12月12日、秩父宮。リーグ戦第5節の直接対決では17-17で引き分け。スクラムではやや相手の押し込みを食らう場面があった。もっともその背景には、パナソニック側のある事情があった。HO堀江主将が笑う。
「あの時は…。ガッキーが、セルフ(単独)で普段と違う組み方を試していてね」
昨季は南半球最高峰のレベルズ(オーストラリア)でプレーした「ガッキー」ことPR稲垣啓太は、今季のTLを世界で選択するプレーの「実験」の場としている向きがあった。
守備時には抜かれやすくなることを承知で、相手と間合いを詰める前に勢いよくタックルを放とうとしたり。最前列の左で組むスクラムでも、「あえて不利な状況になるよう」に組んでみたり。もちろんチームの勝利を最優先に考えてはいたが、国内レベルで通じていた各種スキルの仕様を再点検しているのだ。この先、海外で大柄な選手に対抗し続けるために。
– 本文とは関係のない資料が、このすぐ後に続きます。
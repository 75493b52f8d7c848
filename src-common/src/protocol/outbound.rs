//! Client-to-analyzer messages.

use base64::engine::general_purpose::STANDARD as BASE64_STANDARD;
use base64::Engine;
use serde::{Deserialize, Serialize};

use super::ProtocolError;

/// Message sent from the engine to the analyzer.
#[derive(Debug, Clone, PartialEq, Serialize, Deserialize)]
#[serde(tag = "type", rename_all = "snake_case")]
pub enum ClientMessage {
    /// One capture block of mono f32 PCM, base64 encoded
    AudioChunk { audio_data: String },
    /// Playback position heartbeat in seconds
    SongPosition { position: f64 },
    /// The performer stopped singing
    EndPerformance,
}

impl ClientMessage {
    /// Build an audio chunk from raw capture samples.
    pub fn audio_chunk(samples: &[f32]) -> Self {
        ClientMessage::AudioChunk {
            audio_data: encode_pcm(samples),
        }
    }

    /// Whether the outbound queue may drop this message under pressure.
    pub fn is_audio(&self) -> bool {
        matches!(self, ClientMessage::AudioChunk { .. })
    }

    /// Serialize to a JSON text frame.
    pub fn encode(&self) -> Result<String, ProtocolError> {
        Ok(serde_json::to_string(self)?)
    }

    /// Parse a JSON text frame (used by analyzer-side code and tests).
    pub fn decode(text: &str) -> Result<Self, ProtocolError> {
        serde_json::from_str(text).map_err(|e| ProtocolError::MalformedMessage(e.to_string()))
    }
}

/// Encode f32 samples as little-endian bytes in base64.
pub fn encode_pcm(samples: &[f32]) -> String {
    let bytes: Vec<u8> = samples.iter().flat_map(|s| s.to_le_bytes()).collect();
    BASE64_STANDARD.encode(bytes)
}

/// Decode a base64 little-endian f32 payload.
pub fn decode_pcm(data: &str) -> Result<Vec<f32>, ProtocolError> {
    let bytes = BASE64_STANDARD
        .decode(data)
        .map_err(|e| ProtocolError::InvalidAudio(e.to_string()))?;

    if bytes.len() % 4 != 0 {
        return Err(ProtocolError::InvalidAudio(format!(
            "{} bytes is not a whole number of f32 samples",
            bytes.len()
        )));
    }

    Ok(bytes
        .chunks_exact(4)
        .map(|b| f32::from_le_bytes([b[0], b[1], b[2], b[3]]))
        .collect())
}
「足の位置を変えたりとか、TLを通していろいろなことをやりました。詳しくは言えないですが、『こう組むと不利な状況になる』という形でも、状況によっては有利な状況に持っていけると気付けたり。いろいろ、学べました。今回は何かを試すのではなく、いままでのなかで得たもの(手応えをつかめた組み方)だけを使っていきたいです」
HO堀江主将は「そんなの、先に言えよ」とたしなめたが、昨秋のワールドカップ(W杯)イングランド大会を戦った日本代表同士とあって相棒の挑戦心へは一定の理解を示していよう。決勝戦に向け、PR稲垣はこう続ける。
「今回、冒険はしません。終わりです」
3季ぶりのファイナリストとなった東芝は、FW8人が一体となった強固なパックを持ち味とする。HO湯原祐希、左PR三上正貴はW杯の日本代表。PR浅原拓真も代表経験者だ。フロントロー3人の掛け合いがしばし対面の体勢を崩したり、後方からのプッシュを相手に伝えたりする。
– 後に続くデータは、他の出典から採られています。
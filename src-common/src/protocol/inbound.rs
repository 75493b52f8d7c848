//! Analyzer-to-client messages.

use serde::{Deserialize, Serialize};

use super::ProtocolError;
use crate::types::{PitchComparison, PitchSample};

/// Message received from the analyzer.
#[derive(Debug, Clone, PartialEq, Serialize, Deserialize)]
#[serde(tag = "type", rename_all = "snake_case")]
pub enum ServerMessage {
    /// Results for one analyzed batch of audio
    PitchUpdate {
        /// Session time at which the batch starts; `user_pitch` timestamps
        /// are relative to it
        time_offset: f64,
        user_pitch: Vec<PitchSample>,
        /// Comparisons with absolute session timestamps
        comparisons: Vec<PitchComparison>,
    },
    /// The analyzer finished processing the performance
    PerformanceComplete {
        #[serde(default, skip_serializing_if = "Option::is_none")]
        message: Option<String>,
    },
}

impl ServerMessage {
    /// Parse a JSON text frame.
    pub fn decode(text: &str) -> Result<Self, ProtocolError> {
        let message: ServerMessage = serde_json::from_str(text)
            .map_err(|e| ProtocolError::MalformedMessage(e.to_string()))?;
        message.validate()?;
        Ok(message)
    }

    /// Serialize to a JSON text frame (used by analyzer-side code and tests).
    pub fn encode(&self) -> Result<String, ProtocolError> {
        Ok(serde_json::to_string(self)?)
    }

    /// Reject values JSON can carry but the timeline cannot use.
    fn validate(&self) -> Result<(), ProtocolError> {
        if let ServerMessage::PitchUpdate {
            time_offset,
            user_pitch,
            comparisons,
        } = self
        {
            if !time_offset.is_finite() {
                return Err(ProtocolError::MalformedMessage(
                    "time_offset is not finite".into(),
                ));
            }
            let timestamps = user_pitch
                .iter()
                .map(|s| s.timestamp)
                .chain(comparisons.iter().map(|c| c.timestamp));
            for timestamp in timestamps {
                if !timestamp.is_finite() {
                    return Err(ProtocolError::MalformedMessage(
                        "sample timestamp is not finite".into(),
                    ));
                }
            }
        }
        Ok(())
    }
}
特にHO湯原はW杯で出番こそなかったが、他のフロントローに何度もアドバイスを求められた。スクラムへの造詣の深さで、3勝を挙げたチームをサポートしていた。当時副将としてプール戦全4試合に先発したHO堀江主将も、2歳年上のライバルを「身体も強いし、経験もある。代表合宿の時に弱点を探したんですけど、わからなかった」と認めるほかない。
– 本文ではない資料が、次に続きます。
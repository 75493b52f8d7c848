//! Microphone capture.
//!
//! A capture source hands fixed-size mono blocks to a sink in capture
//! order. Block size is counted in samples, so the interval between blocks
//! depends on the device's native sample rate.

#[cfg(feature = "cpal-capture")]
mod cpal_source;

#[cfg(feature = "cpal-capture")]
pub use cpal_source::{list_input_devices, CpalSource, InputDevice};

use std::fmt;

use serde::Deserialize;

use crate::error::CaptureError;

/// Samples per block sent to the analyzer.
pub const DEFAULT_BLOCK_SIZE: usize = 4096;

/// Capture settings.
#[derive(Debug, Clone, PartialEq, Deserialize)]
#[serde(default)]
pub struct CaptureConfig {
    /// Input device name; the system default when unset
    pub device: Option<String>,
    /// Mono samples per block
    pub block_size: usize,
}

impl Default for CaptureConfig {
    fn default() -> Self {
        Self {
            device: None,
            block_size: DEFAULT_BLOCK_SIZE,
        }
    }
}

/// One block of mono capture audio.
#[derive(Debug, Clone, PartialEq)]
pub struct AudioBlock {
    /// Mono f32 samples
    pub samples: Vec<f32>,
    /// Native sample rate of the device
    pub sample_rate: u32,
    /// Position of this block in capture order, starting at 0
    pub sequence: u64,
}

/// Receives blocks from the capture thread.
pub type BlockSink = Box<dyn FnMut(AudioBlock) + Send + 'static>;

/// A source of live audio.
pub trait AudioSource {
    /// Open the device and start delivering blocks to `sink`.
    fn start(&self, sink: BlockSink) -> Result<CaptureHandle, CaptureError>;
}

/// Handle to a running capture. Stopping releases the device.
pub struct CaptureHandle {
    sample_rate: u32,
    release: Option<Box<dyn FnOnce() + Send>>,
}

impl CaptureHandle {
    /// Wrap a running capture; `release` is called exactly once on stop.
    pub fn new(sample_rate: u32, release: impl FnOnce() + Send + 'static) -> Self {
        Self {
            sample_rate,
            release: Some(Box::new(release)),
        }
    }

    pub fn sample_rate(&self) -> u32 {
        self.sample_rate
    }

    pub fn is_active(&self) -> bool {
        self.release.is_some()
    }

    /// Stop capturing. Safe to call more than once.
    pub fn stop(&mut self) {
        if let Some(release) = self.release.take() {
            release();
            tracing::info!("Audio capture stopped");
        }
    }
}

impl Drop for CaptureHandle {
    fn drop(&mut self) {
        self.stop();
    }
}

impl fmt::Debug for CaptureHandle {
    fn fmt(&self, f: &mut fmt::Formatter<'_>) -> fmt::Result {
        f.debug_struct("CaptureHandle")
            .field("sample_rate", &self.sample_rate)
            .field("active", &self.is_active())
            .finish()
    }
}

/// Convert interleaved multi-channel audio to mono by averaging channels.
pub fn convert_to_mono(samples: &[f32], channels: usize) -> Vec<f32> {
    if channels <= 1 {
        return samples.to_vec();
    }
    samples
        .chunks(channels)
        .map(|chunk| chunk.iter().sum::<f32>() / chunk.len() as f32)
        .collect()
}

/// Re-slices device callbacks of arbitrary length into fixed-size blocks.
#[derive(Debug)]
pub struct BlockSlicer {
    block_size: usize,
    sample_rate: u32,
    pending: Vec<f32>,
    sequence: u64,
}

impl BlockSlicer {
    pub fn new(block_size: usize, sample_rate: u32) -> Self {
        let block_size = block_size.max(1);
        Self {
            block_size,
            sample_rate,
            pending: Vec::with_capacity(block_size * 2),
            sequence: 0,
        }
    }

    /// Add interleaved samples and emit every completed block, in order.
    pub fn push(&mut self, interleaved: &[f32], channels: usize, mut emit: impl FnMut(AudioBlock)) {
        self.pending
            .extend_from_slice(&convert_to_mono(interleaved, channels));

        while self.pending.len() >= self.block_size {
            let rest = self.pending.split_off(self.block_size);
            let samples = std::mem::replace(&mut self.pending, rest);
            emit(AudioBlock {
                samples,
                sample_rate: self.sample_rate,
                sequence: self.sequence,
            });
            self.sequence += 1;
        }
    }

    /// Samples waiting for a full block.
    pub fn pending_len(&self) -> usize {
        self.pending.len()
    }
}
しかし、HO堀江主将は「とにかく勝ちたいという気持ちが強い」とも語る。国内シーズン終了後は、PR稲垣とともにサンウルブスへ合流する。スーパーラグビーに新参戦する日本拠点チームだ。2人ともフランスのプロクラブからオファーを受けながら、「日本ラグビーを盛り上げるために」と今度の決断を下している。自分たちの強さを結果で証明し、胸を張って新天地へ赴きたい。
かたやPR稲垣は、TLでの「実験」でこんなことを学んでいる。
「例えばバーナード・フォーリー(オーストラリア代表の正司令塔として活躍したリコーのSO)みたいな選手に突っ込んでいっても、やはり抜かれますよね。ドミネート(勢いをつけて相手を強く押し返す)タックルは状況によって使い分けた方がいい」
そして週末のスクラム合戦に向け、静かに燃えているのだった。
「湯原さんはいろんな引き出しを持っている。組みながら自分がどんな状況になっているかも冷静にわかって修正していける。ただ、自分は自分のやるべきことをやる。対面のPR浅原さんを制することで、HO湯原さんの選択権を失くしたい」
PR稲垣は、今回のファイナルを今季の国内シーズンで初めての「冒険しない」試合とする。優勝への意欲からだ。